This is because, if $\text{P} = \text{NP}$, then all (non-trivial) problems are trivially $\text{NP}$-Complete: reduce $3$-$\text{SAT}$ by solving $3$-$\text{SAT}$ as part of the reduction.

Also, when it comes to completeness, $\text{P}$-Complete and $\text{NP}$-Complete are entirely different notions. Trying to relate the two seems a bit strange. Unfortunately the term "Completness" is overloaded, and the confusion which students face is understandable.

When we talk about Completeness, we have a specific constraint on the reductions we can use, which depends on the class whose completeness we are talking about. The reductions we choose for one class need not be the same as for other classes.

Usually, we define $\text{NP}$-Completness to use polynomial time reductions. There are other definitions too, look up Karp vs Cook on the web.

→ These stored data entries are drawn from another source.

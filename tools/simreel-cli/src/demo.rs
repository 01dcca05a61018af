//! Demo command - run a small built-in simulation and record it
//!
//! A player wanders the canvas under random WASD input while enemies rain
//! down from the top edge. Touching an enemy moves the player to a random
//! clear spot. Everything runs on a seeded RNG, so a seed always produces
//! the same recording.

use std::time::Duration;

use anyhow::{Context, Result, bail};
use chrono::Local;
use clap::Args;
use glam::Vec2;
use rand::{Rng, SeedableRng};
use rand_pcg::Pcg32;
use simreel_core::placement::random_point;
use simreel_core::replay::{ENEMY_COLOR, ENEMY_SIZE, RecordingStats, Rgba, ShapeKind, StartOutcome};
use simreel_core::{
    Config, MAX_POSITION_ATTEMPTS, RecordableEntity, Recorder, RecordingStorage, ShapeDescriptor,
    reposition_until_clear,
};
use tracing::{debug, warn};

use crate::StorageArgs;

/// Canvas width written to the header
pub const WIDTH: u32 = 800;
/// Canvas height written to the header
pub const HEIGHT: u32 = 600;
/// Simulation tick
pub const TICK: f64 = 1.0 / 60.0;

const PLAYER_SPEED: f32 = 200.0;
const PLAYER_FRICTION: f32 = 0.95;
const HIT_DISTANCE: f32 = 32.0;
/// Entities are kept this far inside the right and bottom edges
const EDGE_MARGIN: f32 = 20.0;
const INITIAL_ENEMIES: usize = 3;
const DECORATIONS: usize = 5;
const DECORATION_SIZE: f32 = 5.0;
const DECORATION_COLOR: Rgba = Rgba::new(0.5, 0.5, 1.0, 0.8);
/// Seconds between increases of the enemy spawn rate
const SPAWN_RAMP_SECS: f32 = 3.0;
/// Seconds the player holds a direction before choosing again
const STEER_SECS: f32 = 0.5;

const KEY_W: i32 = 87;
const KEY_A: i32 = 65;
const KEY_S: i32 = 83;
const KEY_D: i32 = 68;

/// Arguments for the demo command
#[derive(Args)]
pub struct DemoArgs {
    /// Simulated seconds to record
    #[arg(long, default_value = "10")]
    pub seconds: f64,

    /// RNG seed
    #[arg(long, default_value = "42")]
    pub seed: u64,

    /// Recording name (default: demo-<timestamp>)
    #[arg(long)]
    pub name: Option<String>,

    /// Pace ticks in wall-clock time instead of running flat out
    #[arg(long)]
    pub realtime: bool,

    #[command(flatten)]
    pub storage: StorageArgs,
}

/// What a body in the demo is
#[derive(Debug, Clone, Copy, PartialEq, Eq)]
pub enum BodyKind {
    Player,
    Enemy,
    Decoration,
}

/// One simulated entity
#[derive(Debug, Clone, PartialEq)]
pub struct Body {
    pub kind: BodyKind,
    pub key: u64,
    pub position: Vec2,
    pub velocity: Vec2,
}

impl RecordableEntity for Body {
    fn name(&self) -> &str {
        match self.kind {
            BodyKind::Player => "Player",
            BodyKind::Enemy => "Enemy",
            BodyKind::Decoration => "Decoration",
        }
    }

    fn position(&self) -> Option<Vec2> {
        Some(self.position)
    }

    fn shape(&self) -> Option<ShapeDescriptor> {
        match self.kind {
            BodyKind::Player => None,
            BodyKind::Enemy => Some(ShapeDescriptor::new(
                ShapeKind::Rectangle,
                ENEMY_SIZE,
                ENEMY_COLOR,
            )),
            BodyKind::Decoration => Some(ShapeDescriptor::new(
                ShapeKind::Circle,
                Vec2::splat(DECORATION_SIZE),
                DECORATION_COLOR,
            )),
        }
    }

    fn velocity(&self) -> Option<Vec2> {
        match self.kind {
            BodyKind::Decoration => None,
            _ => Some(self.velocity),
        }
    }

    fn stable_key(&self) -> Option<u64> {
        Some(self.key)
    }
}

/// The demo simulation. The player is always the first body.
pub struct DemoSim {
    rng: Pcg32,
    bodies: Vec<Body>,
    bounds: Vec2,
    next_key: u64,
    held: Vec<i32>,
    steer_timer: f32,
    spawn_timer: f32,
    ramp_timer: f32,
    spawns_per_sec: u32,
    hits: u32,
}

impl DemoSim {
    pub fn new(seed: u64) -> Self {
        let mut sim = Self {
            rng: Pcg32::seed_from_u64(seed),
            bodies: Vec::new(),
            bounds: Vec2::new(WIDTH as f32, HEIGHT as f32),
            next_key: 0,
            held: Vec::new(),
            steer_timer: 0.0,
            spawn_timer: 0.0,
            ramp_timer: 0.0,
            spawns_per_sec: 1,
            hits: 0,
        };

        sim.add(BodyKind::Player, Vec2::new(400.0, 300.0), Vec2::ZERO);
        for _ in 0..INITIAL_ENEMIES {
            sim.spawn_enemy();
        }
        for _ in 0..DECORATIONS {
            let position = random_point(&mut sim.rng, sim.bounds);
            sim.add(BodyKind::Decoration, position, Vec2::ZERO);
        }
        sim
    }

    pub fn bodies(&self) -> &[Body] {
        &self.bodies
    }

    /// Times the player touched an enemy
    pub fn hits(&self) -> u32 {
        self.hits
    }

    pub fn spawns_per_sec(&self) -> u32 {
        self.spawns_per_sec
    }

    /// Keys currently held down
    pub fn held(&self) -> &[i32] {
        &self.held
    }

    /// Advance one tick. Returns the keys pressed since the previous tick.
    pub fn step(&mut self, dt: f32) -> Vec<i32> {
        let before = self.held.clone();
        self.steer(dt);
        self.move_bodies(dt);
        if self.player_hit() {
            self.hits += 1;
            self.reposition_player();
        }
        self.spawn(dt);

        self.held
            .iter()
            .copied()
            .filter(|key| !before.contains(key))
            .collect()
    }

    fn add(&mut self, kind: BodyKind, position: Vec2, velocity: Vec2) {
        self.bodies.push(Body {
            kind,
            key: self.next_key,
            position,
            velocity,
        });
        self.next_key += 1;
    }

    fn spawn_enemy(&mut self) {
        let position = Vec2::new(self.rng.random::<f32>() * self.bounds.x, 0.0);
        let velocity = Vec2::new(
            (self.rng.random::<f32>() - 0.5) * 100.0,
            self.rng.random::<f32>() * 100.0,
        );
        self.add(BodyKind::Enemy, position, velocity);
    }

    fn steer(&mut self, dt: f32) {
        self.steer_timer -= dt;
        if self.steer_timer <= 0.0 {
            self.steer_timer = STEER_SECS;
            self.held = match self.rng.random_range(0..6) {
                0 => vec![KEY_W],
                1 => vec![KEY_A],
                2 => vec![KEY_S],
                3 => vec![KEY_D],
                4 => vec![KEY_W, KEY_D],
                _ => Vec::new(),
            };
        }

        let mut direction = Vec2::ZERO;
        for key in &self.held {
            match *key {
                KEY_W => direction.y -= 1.0,
                KEY_S => direction.y += 1.0,
                KEY_A => direction.x -= 1.0,
                KEY_D => direction.x += 1.0,
                _ => {}
            }
        }

        let player = &mut self.bodies[0];
        player.velocity = if direction == Vec2::ZERO {
            player.velocity * PLAYER_FRICTION
        } else {
            direction.normalize() * PLAYER_SPEED
        };
    }

    fn move_bodies(&mut self, dt: f32) {
        let max = self.bounds - Vec2::splat(EDGE_MARGIN);
        for body in &mut self.bodies {
            if body.kind == BodyKind::Decoration {
                continue;
            }
            body.position += body.velocity * dt;
            if body.kind == BodyKind::Enemy && (body.position.x <= 0.0 || body.position.x >= max.x)
            {
                body.velocity.x = -body.velocity.x;
            }
            body.position.x = body.position.x.clamp(0.0, max.x);
            if body.kind == BodyKind::Player {
                body.position.y = body.position.y.clamp(0.0, max.y);
            }
        }
        // Enemies leave through the bottom edge
        self.bodies
            .retain(|b| b.kind != BodyKind::Enemy || b.position.y < max.y);
    }

    fn player_hit(&self) -> bool {
        let player = self.bodies[0].position;
        enemies_near(&self.bodies, player)
    }

    fn reposition_player(&mut self) {
        let start = self.bodies[0].position;
        let area = self.bounds - Vec2::splat(EDGE_MARGIN);
        let bodies = &self.bodies;
        let rng = &mut self.rng;

        let placement = reposition_until_clear(
            start,
            MAX_POSITION_ATTEMPTS,
            || random_point(rng, area),
            |candidate| enemies_near(bodies, candidate),
        );
        debug!(
            "Player moved to ({:.1}, {:.1}) after {} attempts",
            placement.position.x, placement.position.y, placement.attempts
        );
        self.bodies[0].position = placement.position;
    }

    fn spawn(&mut self, dt: f32) {
        self.spawn_timer += dt;
        self.ramp_timer += dt;
        if self.spawn_timer > 1.0 / self.spawns_per_sec as f32 {
            self.spawn_enemy();
            self.spawn_timer = 0.0;
        }
        if self.ramp_timer > SPAWN_RAMP_SECS {
            self.spawns_per_sec += 1;
            self.ramp_timer = 0.0;
        }
    }
}

fn enemies_near(bodies: &[Body], point: Vec2) -> bool {
    bodies
        .iter()
        .any(|b| b.kind == BodyKind::Enemy && b.position.distance(point) < HIT_DISTANCE)
}

/// Run `sim` for `ticks` ticks, recording into `name`
pub fn record(
    sim: &mut DemoSim,
    recorder: &mut Recorder,
    storage: &dyn RecordingStorage,
    name: &str,
    ticks: u64,
    realtime: bool,
) -> Result<RecordingStats> {
    let outcome = recorder
        .start(storage, name, WIDTH, HEIGHT)
        .with_context(|| format!("Failed to start recording: {}", name))?;
    if outcome == StartOutcome::AlreadyRecording {
        bail!("Recorder is already running");
    }

    for _ in 0..ticks {
        let keys = sim.step(TICK as f32);
        recorder.update(TICK, sim.bodies(), &keys);
        if !recorder.is_recording() {
            warn!("Recording ended early");
            break;
        }
        if realtime {
            std::thread::sleep(Duration::from_secs_f64(TICK));
        }
    }

    Ok(recorder.stop().unwrap_or_else(|| recorder.stats()))
}

/// Execute the demo command
pub fn execute(args: DemoArgs, config: &Config) -> Result<()> {
    if !(args.seconds.is_finite() && args.seconds > 0.0) {
        bail!("--seconds must be a positive number");
    }

    let storage = args.storage.open(config);
    let name = args
        .name
        .unwrap_or_else(|| Local::now().format("demo-%Y%m%d-%H%M%S").to_string());
    let ticks = (args.seconds / TICK).round() as u64;

    println!("=== Demo ===");
    println!("  Seed: {}", args.seed);
    println!("  Duration: {:.1}s ({} ticks)", args.seconds, ticks);
    println!("  Recording: {}", name);

    let mut sim = DemoSim::new(args.seed);
    let mut recorder = Recorder::new(config.recording.clone());
    let stats = record(&mut sim, &mut recorder, &storage, &name, ticks, args.realtime)?;

    println!();
    println!("Keyframes: {}", stats.keyframes_emitted);
    println!("Input events: {}", stats.inputs_emitted);
    println!(
        "Lines written: {} ({} dropped)",
        stats.lines_written, stats.lines_dropped
    );
    println!("Player hits: {}", sim.hits());
    println!("Saved to: {}", storage.dir().display());

    Ok(())
}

Usually, $\text{P}$-Completeness uses LogSpace reductions. Polynomial time reductions make no sense to define $\text{P}$-Completness: every problem would be $\text{P}$-Complete trivially.

There are problems which have been proven to be $\text{P}$-Complete under LogSpace reductions and that has no bearing on the $\text{P} = \text{NP}$ problem.

For instance, even if we managed to show that $\text{P} = \text{NP}$, it does not mean every $\text{NP}$-Complete problem is $\text{P}$-Complete. The question of whether LogSpace = P would still need to be resolved.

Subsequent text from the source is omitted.